Task objective:
Only the lines from the beginning of the data below through the line containing "the ordinal from" belong in the response, each copied exactly.

Working data:
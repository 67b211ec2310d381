//! Instance index injection
//!
//! Pods get a generated name ending in their ordinal (`<prefix>-<n>`). On
//! create, the ordinal is parsed from the name and appended to the runtime
//! container's env as `CF_INSTANCE_INDEX`. Every other operation passes
//! through untouched.

use axum::{
    http::StatusCode,
    response::{IntoResponse, Response},
    Json,
};
use json_patch::{AddOperation, PatchOperation};
use jsonptr::PointerBuf;
use k8s_openapi::api::core::v1::{EnvVar, Pod};
use kube::{
    api::DynamicObject,
    core::admission::{AdmissionRequest, AdmissionResponse, AdmissionReview, Operation},
};
use tracing::{debug, error, info, warn};

use tasklane_common::{ENV_CF_INSTANCE_INDEX, RUNTIME_CONTAINER_NAME};

/// Reason attached to pass-through responses
pub const ALREADY_CREATED_REASON: &str = "pod was already created";

/// Error type for webhook operations
#[derive(Debug, thiserror::Error)]
pub enum WebhookError {
    /// The admission review request was invalid or malformed
    #[error("invalid admission review: {0}")]
    InvalidReview(String),

    /// The request carried no pod object
    #[error("admission request has no object")]
    MissingObject,

    /// The pod name has no dash to split the ordinal from
    #[error("could not parse app name from {0}")]
    UnparsableName(String),

    /// The pod name's final segment is not a number
    #[error("pod {0} name does not contain an index")]
    MissingIndex(String),

    /// No container named `RUNTIME_CONTAINER_NAME`
    #[error("no app container found in pod")]
    MissingContainer,

    /// An error occurred during JSON serialization/deserialization
    #[error("serialization error: {0}")]
    Serialization(#[from] serde_json::Error),
}

impl WebhookError {
    fn status(&self) -> StatusCode {
        match self {
            WebhookError::Serialization(_) => StatusCode::INTERNAL_SERVER_ERROR,
            _ => StatusCode::BAD_REQUEST,
        }
    }
}

impl IntoResponse for WebhookError {
    fn into_response(self) -> Response {
        (
            self.status(),
            Json(serde_json::json!({"error": self.to_string()})),
        )
            .into_response()
    }
}

/// Handle a mutating admission review for pods
pub async fn mutate_handler(
    Json(body): Json<AdmissionReview<DynamicObject>>,
) -> Result<Json<AdmissionReview<DynamicObject>>, WebhookError> {
    let req: AdmissionRequest<DynamicObject> = body.try_into().map_err(|e: kube::core::admission::ConvertAdmissionReviewError| {
        error!(error = %e, "failed to parse admission request");
        WebhookError::InvalidReview(e.to_string())
    })?;

    Ok(Json(mutate(&req).into_review()))
}

/// Compute the admission response for a single request
pub fn mutate(request: &AdmissionRequest<DynamicObject>) -> AdmissionResponse {
    let uid = request.uid.clone();

    if !matches!(request.operation, Operation::Create) {
        debug!(uid = %uid, operation = ?request.operation, "not a create, allowing unchanged");
        let mut response = AdmissionResponse::from(request);
        response.result.code = StatusCode::OK.as_u16();
        response.result.reason = ALREADY_CREATED_REASON.to_string();
        return response;
    }

    match patch_for(request) {
        Ok((pod_name, ops)) => {
            info!(uid = %uid, pod = %pod_name, "injecting instance index");
            match AdmissionResponse::from(request).with_patch(json_patch::Patch(ops)) {
                Ok(response) => response,
                Err(e) => {
                    error!(uid = %uid, error = %e, "failed to serialize patch");
                    reject(request, &WebhookError::InvalidReview(e.to_string()))
                }
            }
        }
        Err(e) => {
            warn!(uid = %uid, error = %e, "rejecting pod");
            reject(request, &e)
        }
    }
}

fn patch_for(
    request: &AdmissionRequest<DynamicObject>,
) -> Result<(String, Vec<PatchOperation>), WebhookError> {
    let pod = decode_pod(request)?;
    let name = pod.metadata.name.clone().unwrap_or_default();
    let index = parse_instance_index(&name)?;

    let containers = pod.spec.as_ref().map(|s| s.containers.as_slice()).unwrap_or_default();
    let (position, container) = containers
        .iter()
        .enumerate()
        .find(|(_, c)| c.name == RUNTIME_CONTAINER_NAME)
        .ok_or(WebhookError::MissingContainer)?;

    let env_len = container.env.as_ref().map(Vec::len);
    Ok((name, build_patch(position, env_len, index)?))
}

/// A rejection with a client error status and no patch
fn reject(request: &AdmissionRequest<DynamicObject>, error: &WebhookError) -> AdmissionResponse {
    let mut response = AdmissionResponse::from(request).deny(error.to_string());
    response.result.code = error.status().as_u16();
    response
}

/// Decode the request object as a pod
pub fn decode_pod(request: &AdmissionRequest<DynamicObject>) -> Result<Pod, WebhookError> {
    let object = request.object.as_ref().ok_or(WebhookError::MissingObject)?;
    let value = serde_json::to_value(object)?;
    serde_json::from_value(value).map_err(|e| WebhookError::InvalidReview(e.to_string()))
}

/// Ordinal from the segment after the final dash of a pod name
pub fn parse_instance_index(pod_name: &str) -> Result<u64, WebhookError> {
    let (_, suffix) = pod_name
        .rsplit_once('-')
        .ok_or_else(|| WebhookError::UnparsableName(pod_name.to_string()))?;

    if suffix.is_empty() || !suffix.bytes().all(|b| b.is_ascii_digit()) {
        return Err(WebhookError::MissingIndex(pod_name.to_string()));
    }
    suffix
        .parse()
        .map_err(|_| WebhookError::MissingIndex(pod_name.to_string()))
}

/// Single `add` appending the index env entry to container `position`
///
/// `env_len` is the current env list length, `None` when the container has
/// no env list, in which case the whole list is added.
pub fn build_patch(
    position: usize,
    env_len: Option<usize>,
    index: u64,
) -> Result<Vec<PatchOperation>, WebhookError> {
    let entry = EnvVar {
        name: ENV_CF_INSTANCE_INDEX.to_string(),
        value: Some(index.to_string()),
        ..Default::default()
    };
    let position = position.to_string();

    let (path, value) = match env_len {
        Some(len) => {
            let len = len.to_string();
            (
                PointerBuf::from_tokens(["spec", "containers", position.as_str(), "env", len.as_str()]),
                serde_json::to_value(&entry)?,
            )
        }
        None => (
            PointerBuf::from_tokens(["spec", "containers", position.as_str(), "env"]),
            serde_json::to_value(vec![&entry])?,
        ),
    };

    Ok(vec![PatchOperation::Add(AddOperation { path, value })])
}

Finished task:
repository 67b211ec2310d381
//! Instance index injection
//!
//! Pods get a generated name ending in their ordinal (`<prefix>-<n>`). On
//! create, the ordinal is parsed from the name and appended to the runtime
//! container's env as `CF_INSTANCE_INDEX`. Every other operation passes
//! through untouched.

use axum::{
    http::StatusCode,
    response::{IntoResponse, Response},
    Json,
};
use json_patch::{AddOperation, PatchOperation};
use jsonptr::PointerBuf;
use k8s_openapi::api::core::v1::{EnvVar, Pod};
use kube::{
    api::DynamicObject,
    core::admission::{AdmissionRequest, AdmissionResponse, AdmissionReview, Operation},
};
use tracing::{debug, error, info, warn};

use tasklane_common::{ENV_CF_INSTANCE_INDEX, RUNTIME_CONTAINER_NAME};

/// Reason attached to pass-through responses
pub const ALREADY_CREATED_REASON: &str = "pod was already created";

/// Error type for webhook operations
#[derive(Debug, thiserror::Error)]
pub enum WebhookError {
    /// The admission review request was invalid or malformed
    #[error("invalid admission review: {0}")]
    InvalidReview(String),

    /// The request carried no pod object
    #[error("admission request has no object")]
    MissingObject,

    /// The pod name has no dash to split the ordinal from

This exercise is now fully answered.